Quarta, 28 Julho 2021 19:54

Polícia Civil prende homem em flagrante por venda de medicamento e EPI de procedência ignorada

Polícia Civil prende homem em flagrante por venda de medicamento e EPI de procedência ignorada Ascom/Polícia Civil
Uma investigação realizada por policiais civis do NI (Núcleo de Inteligência) e da DRCAP (Delegacia de Repressão aos Crimes Contra a Administração Pública) resultou na prisão em flagrante, no final da tarde de ontem (27), do desempregado D. A. P., de 50 anos, por crime de venda de produtos para fins terapêuticos ou medicinais de procedência ignorada. Alguns produtos têm o selo na embalagem de lotes pertencentes ao Governo do Estado e a Polícia acredita que foi desviado de unidades de saúde.
 
A investigação teve início pela equipe do NI após uma denúncia anônima informando que possivelmente EPIs (Equipamentos de Proteção Individual), como luvas, desviadas do Sistema de Saúde, estariam sendo comercializadas por um cidadão. Na ocasião foi repassado um número de telefone usado por ele para fazer a negociação com os clientes.
 
Os policiais passaram a investigar o suspeito e as diligências apontaram para um possível encontro entre ele e um comprador, nas proximidades do Parque Anauá.
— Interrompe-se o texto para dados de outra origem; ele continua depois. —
//! In-process authoritative service.
//!
//! [`LoopbackService`] implements [`Transport`] without a network. It keeps
//! the player table, applies remote actions the way the hosted service does,
//! and pushes table-change events to every attached listener in commit order.
//! Cloning the service shares the same table.

use std::collections::{HashMap, HashSet, VecDeque};
use std::sync::Arc;

use async_trait::async_trait;
use futures::StreamExt;
use futures::channel::mpsc;
use glam::Vec3;
use tokio::sync::Mutex;
use tracing::{debug, info};

use crate::error::NetError;
use crate::messages::{
    HandshakeAccepted, HandshakeRequest, Identity, PLAYER_TABLE, PlayerRecord, ReducerCall,
    RegisterPlayer, SubscribeRequest, TableEvent, UpdatePlayerInput,
};
use crate::transport::{EventStream, Transport};

/// Half-width of the square arena; accepted positions are clamped into it.
pub const ARENA_HALF_EXTENT: f32 = 100.0;

/// Accepted sequences retained per identity for inspection.
pub const ACCEPTED_LOG_CAPACITY: usize = 64;

/// Inputs accepted from one identity: a running total and the most recent
/// sequences.
#[derive(Debug, Default)]
struct AcceptedLog {
    count: u64,
    recent: VecDeque<u32>,
}

impl AcceptedLog {
    fn push(&mut self, sequence: u32) {
        self.count += 1;
        if self.recent.len() == ACCEPTED_LOG_CAPACITY {
            self.recent.pop_front();
        }
        self.recent.push_back(sequence);
    }
}

#[derive(Debug, Default)]
struct Tables {
    connected: HashSet<Identity>,
    players: HashMap<Identity, PlayerRecord>,
    listeners: HashMap<Identity, mpsc::UnboundedSender<TableEvent>>,
    accepted: HashMap<Identity, AcceptedLog>,
    stalled_handshakes: usize,
}

impl Tables {
    fn broadcast(&mut self, event: &TableEvent) {
        self.listeners
            .retain(|_, tx| tx.unbounded_send(event.clone()).is_ok());
    }

    fn register(&mut self, identity: Identity, args: RegisterPlayer) -> Result<(), String> {
        if args.username.trim().is_empty() {
            return Err("username must not be empty".into());
        }
        if self.players.contains_key(&identity) {
            return Err("player already registered".into());
        }
        let row = PlayerRecord::spawned(identity, args.username, args.character_class, Vec3::ZERO);
        info!(%identity, username = %row.username, "player registered");
        self.players.insert(identity, row.clone());
        self.broadcast(&TableEvent::Insert(row));
        Ok(())
    }

    fn apply_input(&mut self, identity: Identity, args: UpdatePlayerInput) -> Result<(), String> {
        let Some(old) = self.players.get(&identity).cloned() else {
            return Err("player not registered".into());
        };
        if args.input.sequence <= old.last_input_seq {
            return Err(format!(
                "stale input sequence {} (last {})",
                args.input.sequence, old.last_input_seq
            ));
        }
        let mut new = old.clone();
        new.position = clamp_to_arena(args.client_pos);
        new.rotation = args.client_rot;
        new.current_animation = args.client_animation;
        new.last_input_seq = args.input.sequence;
        self.players.insert(identity, new.clone());
        self.accepted
            .entry(identity)
            .or_default()
            .push(args.input.sequence);
        self.broadcast(&TableEvent::Update { old, new });
        Ok(())
    }

    fn remove_player(&mut self, identity: Identity) -> bool {
        let Some(row) = self.players.remove(&identity) else {
            return false;
        };
        self.broadcast(&TableEvent::Delete(row));
        true
    }

    fn drop_session(&mut self, identity: Identity) {
        self.connected.remove(&identity);
        self.listeners.remove(&identity);
        self.remove_player(identity);
    }
}

fn clamp_to_arena(position: Vec3) -> Vec3 {
    Vec3::new(
        position.x.clamp(-ARENA_HALF_EXTENT, ARENA_HALF_EXTENT),
        position.y.max(0.0),
        position.z.clamp(-ARENA_HALF_EXTENT, ARENA_HALF_EXTENT),
    )
}

/// An in-process stand-in for the hosted authoritative service.
#[derive(Debug, Clone)]
pub struct LoopbackService {
    database: String,
    tables: Arc<Mutex<Tables>>,
}

impl LoopbackService {
    /// Create an empty service serving `database`.
    #[must_use]
    pub fn new(database: impl Into<String>) -> Self {
        Self {
            database: database.into(),
            tables: Arc::new(Mutex::new(Tables::default())),
        }
    }

    /// Make the next `count` handshakes hang forever.
    pub async fn stall_next_handshakes(&self, count: usize) {
        self.tables.lock().await.stalled_handshakes = count;
    }

    /// Drop a session from the service side: its listener stream ends and
    /// its player row is deleted.
    pub async fn kick(&self, identity: Identity) {
        info!(%identity, "kicking session");
        self.tables.lock().await.drop_session(identity);
    }

    /// Delete the player row for `identity` while leaving its connection and
    /// listener in place. Returns `false` if no such row existed.
    pub async fn remove_player(&self, identity: Identity) -> bool {
        info!(%identity, "removing player row");
        self.tables.lock().await.remove_player(identity)
    }

    /// Current row for `identity`.
    pub async fn player(&self, identity: Identity) -> Option<PlayerRecord> {
        self.tables.lock().await.players.get(&identity).cloned()
    }

    /// Number of rows in the player table.
    pub async fn player_count(&self) -> usize {
        self.tables.lock().await.players.len()
    }

    /// Number of inputs accepted for `identity` since it registered.
    pub async fn accepted_count(&self, identity: Identity) -> u64 {
        self.tables
            .lock()
            .await
            .accepted
            .get(&identity)
            .map_or(0, |log| log.count)
    }

    /// The most recent input sequences accepted for `identity`, oldest
    /// first. At most [`ACCEPTED_LOG_CAPACITY`] are kept.
    pub async fn accepted_sequences(&self, identity: Identity) -> Vec<u32> {
        self.tables
            .lock()
            .await
            .accepted
            .get(&identity)
            .map(|log| log.recent.iter().copied().collect())
            .unwrap_or_default()
    }
}

#[async_trait]
impl Transport for LoopbackService {
    async fn handshake(&self, request: HandshakeRequest) -> Result<HandshakeAccepted, NetError> {
        {
            let mut tables = self.tables.lock().await;
            if tables.stalled_handshakes > 0 {
                tables.stalled_handshakes -= 1;
                drop(tables);
                debug!("stalling handshake");
                return std::future::pending().await;
            }
        }
        if request.database != self.database {
            return Err(NetError::Rejected {
                action: "connect".into(),
                reason: format!("unknown database {:?}", request.database),
            });
        }
        let identity = Identity::random();
        self.tables.lock().await.connected.insert(identity);
        debug!(%identity, confirmed_reads = request.confirmed_reads, "handshake accepted");
        Ok(HandshakeAccepted { identity })
    }

    async fn table_events(&self, identity: Identity) -> Result<EventStream, NetError> {
        let mut tables = self.tables.lock().await;
        if !tables.connected.contains(&identity) {
            return Err(NetError::Closed);
        }
        let (tx, rx) = mpsc::unbounded();
        tables.listeners.insert(identity, tx);
        Ok(rx.boxed())
    }

    async fn subscribe(&self, request: SubscribeRequest) -> Result<Vec<PlayerRecord>, NetError> {
        let expected = format!("select * from {PLAYER_TABLE}");
        if request.query.trim().to_ascii_lowercase() != expected {
            return Err(NetError::Subscription(format!(
                "unsupported query: {}",
                request.query
            )));
        }
        let tables = self.tables.lock().await;
        if !tables.connected.contains(&request.identity) {
            return Err(NetError::Closed);
        }
        Ok(tables.players.values().cloned().collect())
    }

    async fn call_reducer(&self, identity: Identity, call: ReducerCall) -> Result<(), NetError> {
        let action = call.name();
        let mut tables = self.tables.lock().await;
        if !tables.connected.contains(&identity) {
            return Err(NetError::Closed);
        }
        let result = match call {
            ReducerCall::RegisterPlayer(args) => tables.register(identity, args),
            ReducerCall::UpdatePlayerInput(args) => tables.apply_input(identity, args),
        };
        result.map_err(|reason| NetError::Rejected {
            action: action.to_string(),
            reason,
        })
    }

    async fn send_input(
        &self,
        identity: Identity,
        input: UpdatePlayerInput,
    ) -> Result<(), NetError> {
        let mut tables = self.tables.lock().await;
        if !tables.connected.contains(&identity) {
            return Err(NetError::Closed);
        }
        // Fire-and-forget: a refused input is invisible to the sender.
        if let Err(reason) = tables.apply_input(identity, input) {
            debug!(%identity, %reason, "input ignored");
        }
        Ok(())
    }

    async fn disconnect(&self, identity: Identity) -> Result<(), NetError> {
        info!(%identity, "session disconnected");
        self.tables.lock().await.drop_session(identity);
        Ok(())
    }
}

#[cfg(test)]
mod tests {
    use arena_input::ControlState;

    use super::*;
    use crate::messages::{CharacterClass, PLAYER_QUERY};

    async fn connect(service: &LoopbackService) -> (Identity, EventStream) {
        let accepted = service
            .handshake(HandshakeRequest {
                database: "arena".into(),
                confirmed_reads: true,
            })
            .await
            .unwrap();
        let events = service.table_events(accepted.identity).await.unwrap();
        (accepted.identity, events)
    }

    fn register(name: &str) -> ReducerCall {
        ReducerCall::RegisterPlayer(RegisterPlayer {
            username: name.into(),
            character_class: CharacterClass::Wizard,
        })
    }

    fn input(sequence: u32, x: f32) -> UpdatePlayerInput {
        UpdatePlayerInput {
            input: ControlState {
                forward: true,
                sequence,
                ..ControlState::default()
            },
            client_pos: Vec3::new(x, 0.0, 0.0),
            client_rot: Vec3::ZERO,
            client_animation: "walk-forward".into(),
        }
    }

    #[tokio::test]
    async fn test_register_broadcasts_insert() {
        let service = LoopbackService::new("arena");
        let (a, mut a_events) = connect(&service).await;
        service.call_reducer(a, register("Bot_1")).await.unwrap();

        match a_events.next().await.unwrap() {
            TableEvent::Insert(row) => {
                assert_eq!(row.identity, a);
                assert_eq!(row.username, "Bot_1");
                assert_eq!(row.current_animation, "idle");
            }
            other => panic!("unexpected event {other:?}"),
        }
    }

    #[tokio::test]
    async fn test_empty_username_is_rejected() {
        let service = LoopbackService::new("arena");
        let (a, _events) = connect(&service).await;
        let err = service.call_reducer(a, register("  ")).await.unwrap_err();
        assert!(matches!(err, NetError::Rejected { ref action, .. } if action == "register_player"));
    }

    #[tokio::test]
    async fn test_stale_inputs_are_ignored_and_positions_clamped() {
        let service = LoopbackService::new("arena");
        let (a, _events) = connect(&service).await;
        service.call_reducer(a, register("p")).await.unwrap();

        service.send_input(a, input(2, 500.0)).await.unwrap();
        service.send_input(a, input(1, 3.0)).await.unwrap();

        let row = service.player(a).await.unwrap();
        assert_eq!(row.last_input_seq, 2);
        assert_eq!(row.position.x, ARENA_HALF_EXTENT);
        assert_eq!(service.accepted_sequences(a).await, vec![2]);
    }

    #[tokio::test]
    async fn test_disconnect_deletes_row_for_others() {
        let service = LoopbackService::new("arena");
        let (a, _a_events) = connect(&service).await;
        let (b, mut b_events) = connect(&service).await;
        service.call_reducer(a, register("a")).await.unwrap();
        service.disconnect(a).await.unwrap();

        assert!(matches!(b_events.next().await, Some(TableEvent::Insert(_))));
        match b_events.next().await.unwrap() {
            TableEvent::Delete(row) => assert_eq!(row.identity, a),
            other => panic!("unexpected event {other:?}"),
        }
        assert_eq!(service.player_count().await, 0);
        assert!(service.call_reducer(b, register("b")).await.is_ok());
    }

    #[tokio::test]
    async fn test_accepted_log_is_capped() {
        let service = LoopbackService::new("arena");
        let (a, _events) = connect(&service).await;
        service.call_reducer(a, register("p")).await.unwrap();

        let total = ACCEPTED_LOG_CAPACITY as u32 + 36;
        for sequence in 1..=total {
            service.send_input(a, input(sequence, 0.0)).await.unwrap();
        }
        assert_eq!(service.accepted_count(a).await, u64::from(total));
        let recent = service.accepted_sequences(a).await;
        assert_eq!(recent.len(), ACCEPTED_LOG_CAPACITY);
        assert_eq!(recent.first().copied(), Some(37));
        assert_eq!(recent.last().copied(), Some(total));
    }

    #[tokio::test]
    async fn test_remove_player_keeps_connection() {
        let service = LoopbackService::new("arena");
        let (a, mut events) = connect(&service).await;
        service.call_reducer(a, register("a")).await.unwrap();
        assert!(service.remove_player(a).await);
        assert!(!service.remove_player(a).await);

        assert!(matches!(events.next().await, Some(TableEvent::Insert(_))));
        assert!(matches!(events.next().await, Some(TableEvent::Delete(row)) if row.identity == a));
        // Still connected, so the player may register again.
        assert!(service.call_reducer(a, register("a")).await.is_ok());
    }

    #[tokio::test]
    async fn test_kick_ends_listener_stream() {
        let service = LoopbackService::new("arena");
        let (a, mut events) = connect(&service).await;
        service.kick(a).await;
        assert!(events.next().await.is_none());
    }

    #[tokio::test]
    async fn test_subscription_query_is_validated() {
        let service = LoopbackService::new("arena");
        let (a, _events) = connect(&service).await;
        let ok = service
            .subscribe(SubscribeRequest {
                identity: a,
                query: PLAYER_QUERY.into(),
            })
            .await;
        assert!(ok.unwrap().is_empty());

        let err = service
            .subscribe(SubscribeRequest {
                identity: a,
                query: "SELECT * FROM monsters".into(),
            })
            .await
            .unwrap_err();
        assert!(matches!(err, NetError::Subscription(_)));
    }

    #[tokio::test]
    async fn test_unknown_database_is_refused() {
        let service = LoopbackService::new("arena");
        let err = service
            .handshake(HandshakeRequest {
                database: "other".into(),
                confirmed_reads: false,
            })
            .await
            .unwrap_err();
        assert!(matches!(err, NetError::Rejected { .. }));
    }
}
Os policiais abordaram o carro dele, um Corsa, por volta das 16h30 de ontem e localizaram os produtos no veículo.
 
Foram apreendidas nove caixas com 100 unidades de luva modelo Descarpack tamanho M; seis caixas com 100 unidades de Luva modelo Decares no Tamanho P; cinco caixas com 100 unidades de Luva modelo Decares no tamanho G; uma caixa com 100 unidades de Luva modelo Decares no tamanho M e 40 frascos do antibiótico Ceftriaxona Dissódica Hemieptaidratada e uma caixa com dez ampolas de um anticoagulante oriundo da China.
 
De acordo com informações da delegada titular da DRCAP, Magnólia Soares, o suspeito do crime foi conduzido à unidade policial, onde foi autuado em flagrante por infração ao crime previsto no artigo 273, parágrafo 1º, inciso V, do Código Penal Brasileiro que diz:
 
“Falsificar corromper, adulterar ou alterar produto destinado a fins terapêuticos ou medicinais. Pena - reclusão, de 10 (dez) a 15 (quinze) anos, e multa. § 1º - Nas mesmas penas incorre quem importa, vende, expõe à venda, tem em depósito para vender ou, de qualquer forma, distribui ou entrega a consumo o produto falsificado, corrompido, adulterado ou alterado. V - de procedência ignorada”.
 
“Essa investigação resultou no APF da pessoa que estava fazendo a entrega deste medicamento e EPI, vez que parte dele eram luvas. Ele não era servidor público, mas diante do fato de que parte do material foi identificado como sendo de lotes adquiridos pelo Governo do Estado, vamos continuar as investigações para identificar quem desviava o material da rede pública”, disse a delegada.
 
O suspeito confessou que adquiriu os produtos via OLX e revendia. Ele já tinha clientes específicos, inclusive alguns deles já foram identificados pela investigação.
 
“Seguem as investigações para identificar quem comprava os produtos de origem duvidosa, vez que parte do material apreendido é de uso hospitalar e outro importado da China. É uma importação ilegal, pois não se sabe a origem de quem vendeu, ele só fala que comprou na OLX. Estamos aguardando agora uma confirmação da Sesau e da ANVISA para afirmar se esse antibiótico era medicamento da carga do Governo do Estado”, detalhou.
 
A delegada fez uma alerta às pessoas que compram esse tipo de medicamento, para o perigo à saúde.
 
“Esse medicamento não tem nota fiscal. É uma prática ilegal, não se sabe a origem, se está adulterado ou não, uma prática perigosa para a saúde. E, pior, parte desse medicamento é de uso hospitalar e comprado com dinheiro público para servir a população e não para se fazer uso para ganhos particulares. É um medicamento que deveria estar à disposição da população e, no entanto, está sendo vendido de forma ilícita”, ressaltou.
 
O suspeito foi autuado em flagrante pelo crime e encaminhado na manhã desta quarta-feira (28) para Audiência de Custódia.